Wednesday, October 17, 2018

Birthdays are hard now.

I've always loved my birthday. I've never been someone who dreaded getting older. Maybe because I'm honest to goodness happy with where I am in life. Maybe because I still naively believe I could do anything if I really wanted to. But I don't really love my birthday since Jesse died.

I could always count on a phone call from my brother on my birthday. We'd usually talk a few other times throughout the year, but I really looked forward to our birthdays and know we'd chat and catch up for a good hour or so. I miss that phone call so much. How can you talk to someone for only a few hours year, but then miss few hours a year so much once they're gone? It doesn't seem like that big of a loss. But I feel it so heavily every year on my birthday.

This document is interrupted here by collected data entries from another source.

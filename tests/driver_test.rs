#[path = "common/mod.rs"]
mod common;

use std::sync::Arc;
use std::time::Duration;

use serde_json::json;
use tokio::sync::{mpsc, watch};

use common::{ScriptedProvider, cursor_page, ids, offset_page};
use lexscroll::FetchError;
use lexscroll::controller::fetch::FetchMode;
use lexscroll::controller::scroll::ScrollObservation;
use lexscroll::controller::{
    ControllerDriver, ControllerSettings, MemoryHistory, MemorySectionMemory, SectionMemory,
    UiEvent, ViewSnapshot, builtin,
};

fn ms(n: u64) -> Duration {
    Duration::from_millis(n)
}

fn edit(field: &str, value: &str) -> UiEvent {
    UiEvent::FieldEdited {
        field: field.to_string(),
        value: value.to_string(),
    }
}

fn mount(
    page: &str,
    query: &str,
    provider: &Arc<ScriptedProvider>,
) -> ControllerDriver<ScriptedProvider> {
    ControllerDriver::mount(
        builtin(page).unwrap(),
        query,
        ControllerSettings::default(),
        Arc::clone(provider),
        MemoryHistory::new(),
        MemorySectionMemory::new(),
    )
    .unwrap()
}

// ============================================================================
// Event loop
// ============================================================================

#[tokio::test(start_paused = true)]
async fn test_typing_burst_sends_one_request() {
    let provider = Arc::new(
        ScriptedProvider::new()
            .respond(10, Ok(cursor_page(0, 5, None, false)))
            .respond_to("search", "murder", 10, Ok(cursor_page(40, 2, None, false))),
    );
    let driver = mount("judgments", "court=supreme", &provider);

    let (events, rx) = mpsc::channel(16);
    let (snapshots, snapshot_rx) = watch::channel(ViewSnapshot::empty("judgments"));
    let handle = tokio::spawn(driver.run(rx, snapshots));

    events.send(edit("search", "mur")).await.unwrap();
    tokio::time::sleep(ms(120)).await;
    events.send(edit("search", "murd")).await.unwrap();
    tokio::time::sleep(ms(120)).await;
    events.send(edit("search", "murder")).await.unwrap();
    tokio::time::sleep(ms(1000)).await;

    assert_eq!(ids(&snapshot_rx.borrow().items), vec!["40", "41"]);

    events.send(UiEvent::Teardown).await.unwrap();
    let driver = handle.await.unwrap();

    let calls = provider.calls();
    assert_eq!(calls.len(), 2, "one initial fetch plus one debounced search");
    assert_eq!(calls[1].param("search"), Some("murder"));
    assert_eq!(driver.history().current(), Some("court=supreme&search=murder"));
}

#[tokio::test(start_paused = true)]
async fn test_closing_the_channel_tears_down() {
    let provider =
        Arc::new(ScriptedProvider::new().respond(0, Ok(offset_page(0, 3, Some(false)))));
    let driver = mount("acts", "category=central", &provider);

    let (events, rx) = mpsc::channel(4);
    let (snapshots, snapshot_rx) = watch::channel(ViewSnapshot::empty("acts"));
    let handle = tokio::spawn(driver.run(rx, snapshots));
    drop(events);

    let driver = handle.await.unwrap();
    assert!(driver.controller().is_torn_down());
    assert_eq!(snapshot_rx.borrow().page, "acts");
}

// ============================================================================
// Races
// ============================================================================

#[tokio::test(start_paused = true)]
async fn test_slow_older_fresh_response_is_discarded() {
    let provider = Arc::new(
        ScriptedProvider::new()
            .respond(0, Ok(offset_page(0, 20, Some(true))))
            .respond_to("search", "bail", 300, Ok(offset_page(100, 20, Some(true))))
            .respond_to("search", "bail bond", 50, Ok(offset_page(200, 3, Some(false)))),
    );
    let mut driver = mount("acts", "category=central", &provider);
    driver.settle().await;
    assert_eq!(driver.snapshot().items.len(), 20);

    driver.dispatch(edit("search", "bail")).unwrap();
    driver.dispatch(UiEvent::FieldSubmitted("search".to_string())).unwrap();
    driver.dispatch(edit("search", "bail bond")).unwrap();
    driver.dispatch(UiEvent::FieldSubmitted("search".to_string())).unwrap();
    assert_eq!(driver.in_flight(), 2);

    driver.settle().await;
    let snapshot = driver.snapshot();
    assert_eq!(ids(&snapshot.items), vec!["200", "201", "202"]);
    assert!(!snapshot.is_loading);
    assert!(!snapshot.has_more);
    assert_eq!(provider.calls().len(), 3);
}

#[tokio::test(start_paused = true)]
async fn test_section_switch_while_fresh_in_flight() {
    let supreme = cursor_page(0, 20, Some(json!({"id": 1, "date": "2020-01-01"})), true);
    let high = cursor_page(500, 4, None, false);
    let provider = Arc::new(
        ScriptedProvider::new()
            .respond_to("court", "supreme", 500, Ok(supreme))
            .respond_to("court", "high", 10, Ok(high)),
    );
    let mut driver = mount("judgments", "court=supreme", &provider);

    driver
        .dispatch(UiEvent::SectionChanged("high".to_string()))
        .unwrap();
    driver.settle().await;

    let snapshot = driver.snapshot();
    assert_eq!(snapshot.section, "high");
    assert_eq!(ids(&snapshot.items), vec!["500", "501", "502", "503"]);
    assert_eq!(driver.history().current(), Some("court=high"));
    assert_eq!(driver.memory().load("judgments").as_deref(), Some("high"));
}

#[tokio::test(start_paused = true)]
async fn test_visible_sentinel_keeps_loading_short_pages() {
    let provider = Arc::new(
        ScriptedProvider::new()
            .respond(20, Ok(offset_page(0, 3, Some(true))))
            .respond(20, Ok(offset_page(3, 3, Some(true))))
            .respond(20, Ok(offset_page(6, 3, Some(false)))),
    );
    let mut driver = mount("acts", "category=central", &provider);

    driver
        .dispatch(UiEvent::Scrolled(ScrollObservation::Sentinel { visible: true }))
        .unwrap();
    driver.settle().await;

    let snapshot = driver.snapshot();
    assert_eq!(snapshot.items.len(), 9);
    assert!(!snapshot.has_more);
    let calls = provider.calls();
    let offsets: Vec<_> = calls.iter().map(|call| call.param("offset")).collect();
    assert_eq!(offsets, vec![Some("0"), Some("3"), Some("6")]);
}

// ============================================================================
// Failures
// ============================================================================

#[tokio::test(start_paused = true)]
async fn test_load_more_failure_then_retry() {
    let provider = Arc::new(
        ScriptedProvider::new()
            .respond(5, Ok(offset_page(0, 20, Some(true))))
            .respond(5, Err(FetchError::network("connection reset")))
            .respond(5, Ok(offset_page(20, 5, Some(false)))),
    );
    let mut driver = mount("acts", "category=central", &provider);
    driver.settle().await;

    driver.dispatch(UiEvent::LoadMoreRequested).unwrap();
    driver.settle().await;
    let snapshot = driver.snapshot();
    assert_eq!(snapshot.items.len(), 20);
    assert_eq!(snapshot.error.as_ref().unwrap().scope, FetchMode::LoadMore);

    driver.dispatch(UiEvent::Retry).unwrap();
    driver.settle().await;
    let snapshot = driver.snapshot();
    assert_eq!(snapshot.items.len(), 25);
    assert!(snapshot.error.is_none());

    let calls = provider.calls();
    assert_eq!(calls.len(), 3);
    assert_eq!(calls[1], calls[2]);
    assert_eq!(calls[2].param("offset"), Some("20"));
}

#[tokio::test(start_paused = true)]
async fn test_rejected_event_does_not_stop_the_loop() {
    let provider = Arc::new(ScriptedProvider::new());
    let driver = mount("acts", "category=central", &provider);

    let (events, rx) = mpsc::channel(8);
    let (snapshots, snapshot_rx) = watch::channel(ViewSnapshot::empty("acts"));
    let handle = tokio::spawn(driver.run(rx, snapshots));

    events.send(edit("no_such_field", "x")).await.unwrap();
    events.send(edit("sort", "title")).await.unwrap();
    tokio::time::sleep(ms(50)).await;
    assert_eq!(
        snapshot_rx.borrow().filters.get_str("sort").as_deref(),
        Some("title")
    );

    events.send(UiEvent::Teardown).await.unwrap();
    handle.await.unwrap();
}

// ============================================================================
// Mount and teardown
// ============================================================================

#[tokio::test(start_paused = true)]
async fn test_remembered_section_is_restored() {
    let provider = Arc::new(ScriptedProvider::new());
    let mut memory = MemorySectionMemory::new();
    memory.store("judgments", "district");

    let mut driver = ControllerDriver::mount(
        builtin("judgments").unwrap(),
        "",
        ControllerSettings::default(),
        Arc::clone(&provider),
        MemoryHistory::new(),
        memory,
    )
    .unwrap();
    driver.settle().await;

    assert_eq!(driver.controller().section().id, "district");
    assert_eq!(driver.history().current(), Some("court=district"));
    assert_eq!(provider.calls()[0].param("court"), Some("district"));
}

#[tokio::test(start_paused = true)]
async fn test_teardown_discards_late_load_more() {
    let provider = Arc::new(
        ScriptedProvider::new()
            .respond(0, Ok(offset_page(0, 20, Some(true))))
            .respond(400, Ok(offset_page(20, 20, Some(true)))),
    );
    let mut driver = mount("acts", "category=central", &provider);
    driver.settle().await;

    driver.dispatch(UiEvent::LoadMoreRequested).unwrap();
    driver.dispatch(UiEvent::Teardown).unwrap();
    driver.settle().await;

    assert_eq!(driver.snapshot().items.len(), 20);
    assert_eq!(provider.calls().len(), 2);
    assert!(!driver.snapshot().is_loading_more);
}
//! Committed filter state.
//!
//! [`FilterSet`] holds the values that have been committed for the active
//! section; [`FilterStore`] owns it together with the URL parameters that
//! are not filters, and is the only place a commit is validated.

use std::collections::BTreeMap;
use std::fmt;

use serde::Serialize;

use crate::error::Result;

use super::catalog::{PageCatalog, SectionSchema};
use super::url::UrlState;

/// A committed filter value
#[derive(Debug, Clone, PartialEq, Eq, Serialize)]
#[serde(untagged)]
pub enum FilterValue {
    Text(String),
    Number(i64),
}

impl fmt::Display for FilterValue {
    fn fmt(&self, f: &mut fmt::Formatter<'_>) -> fmt::Result {
        match self {
            FilterValue::Text(s) => write!(f, "{s}"),
            FilterValue::Number(n) => write!(f, "{n}"),
        }
    }
}

/// Field name -> committed value. An absent key is an empty filter.
#[derive(Debug, Clone, Default, PartialEq, Eq, Serialize)]
#[serde(transparent)]
pub struct FilterSet {
    values: BTreeMap<String, FilterValue>,
}

impl FilterSet {
    pub fn new() -> Self {
        Self::default()
    }

    pub fn get(&self, field: &str) -> Option<&FilterValue> {
        self.values.get(field)
    }

    /// Value rendered as it travels in a URL
    pub fn get_str(&self, field: &str) -> Option<String> {
        self.values.get(field).map(|v| v.to_string())
    }

    pub fn insert(&mut self, field: &str, value: FilterValue) {
        self.values.insert(field.to_string(), value);
    }

    pub fn remove(&mut self, field: &str) -> Option<FilterValue> {
        self.values.remove(field)
    }

    /// Set or clear a field; `None` clears it
    pub fn set(&mut self, field: &str, value: Option<FilterValue>) {
        match value {
            Some(v) => self.insert(field, v),
            None => {
                self.remove(field);
            }
        }
    }

    pub fn contains(&self, field: &str) -> bool {
        self.values.contains_key(field)
    }

    pub fn iter(&self) -> impl Iterator<Item = (&str, &FilterValue)> {
        self.values.iter().map(|(k, v)| (k.as_str(), v))
    }

    pub fn len(&self) -> usize {
        self.values.len()
    }

    pub fn is_empty(&self) -> bool {
        self.values.is_empty()
    }

    /// Values in the section's field order
    pub fn ordered_pairs(&self, section: &SectionSchema) -> Vec<(String, String)> {
        section
            .fields
            .iter()
            .filter_map(|f| self.get_str(&f.name).map(|v| (f.name.clone(), v)))
            .collect()
    }

    /// Whether any searchable text field has a value
    pub fn has_text_search(&self, section: &SectionSchema) -> bool {
        section
            .fields
            .iter()
            .any(|f| f.searchable && self.contains(&f.name))
    }
}

/// Canonical filter state for one page, synchronized with the URL
#[derive(Debug, Clone, Default)]
pub struct FilterStore {
    filters: FilterSet,
    /// Non-filter URL parameters, kept verbatim in original order
    extra_params: Vec<(String, String)>,
}

impl FilterStore {
    /// Build the initial filter set from section defaults overlaid with URL values.
    ///
    /// URL values that are not fields of `section`, or that fail validation,
    /// are dropped. Parameters that are not filters of any section are kept
    /// as extra parameters so they survive URL rewrites.
    pub fn initialize(url: &UrlState, catalog: &PageCatalog, section: &SectionSchema) -> Self {
        let mut filters = section.default_filters();
        let mut extra_params = Vec::new();

        for (key, raw) in url.pairs() {
            if key == &catalog.discriminator {
                continue;
            }
            let Some(field) = section.field(key) else {
                if catalog.is_filter_field(key) {
                    tracing::debug!(
                        field = %key,
                        section = %section.id,
                        "dropping URL filter not in section"
                    );
                } else {
                    extra_params.push((key.clone(), raw.clone()));
                }
                continue;
            };

            match field.parse(raw) {
                Ok(Some(value)) => filters.insert(key, value),
                Ok(None) => {}
                Err(e) => tracing::debug!(error = %e, "dropping invalid URL filter"),
            }
        }

        Self {
            filters,
            extra_params,
        }
    }

    /// Last committed snapshot
    pub fn filters(&self) -> &FilterSet {
        &self.filters
    }

    pub fn extra_params(&self) -> &[(String, String)] {
        &self.extra_params
    }

    /// Commit a raw value for `field`.
    ///
    /// Returns whether the committed set changed. Fails for fields outside
    /// the section schema and for values the field rejects.
    pub fn commit(&mut self, section: &SectionSchema, field: &str, raw: &str) -> Result<bool> {
        let schema = section.require_field(field)?;
        let value = schema.parse(raw)?;

        if self.filters.get(field) == value.as_ref() {
            return Ok(false);
        }
        self.filters.set(field, value);
        Ok(true)
    }

    /// Replace the whole filter set (section switch, clear, URL navigation)
    pub fn replace(&mut self, filters: FilterSet) {
        self.filters = filters;
    }

    pub fn set_extra_params(&mut self, extra_params: Vec<(String, String)>) {
        self.extra_params = extra_params;
    }
}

And then again on your birthday.

But my birthday hurts worse for some reason. I think part is knowing I'm 34 now. An age you'll never know. Every year as I grow older, it's a reminder that you didn't get to. As we grew up, everything I went through, you were following just 2 years behind. Now you're gone. And it hurts so much some days.

I saw a butterfly today, land almost right on my windshield. I had a brief passing thought that you were coming to say hi. And then I had an angry thought because I hate that we all have left of you are signs we look for desperately as we hang on to every little thing as some kind of hope that you're still here.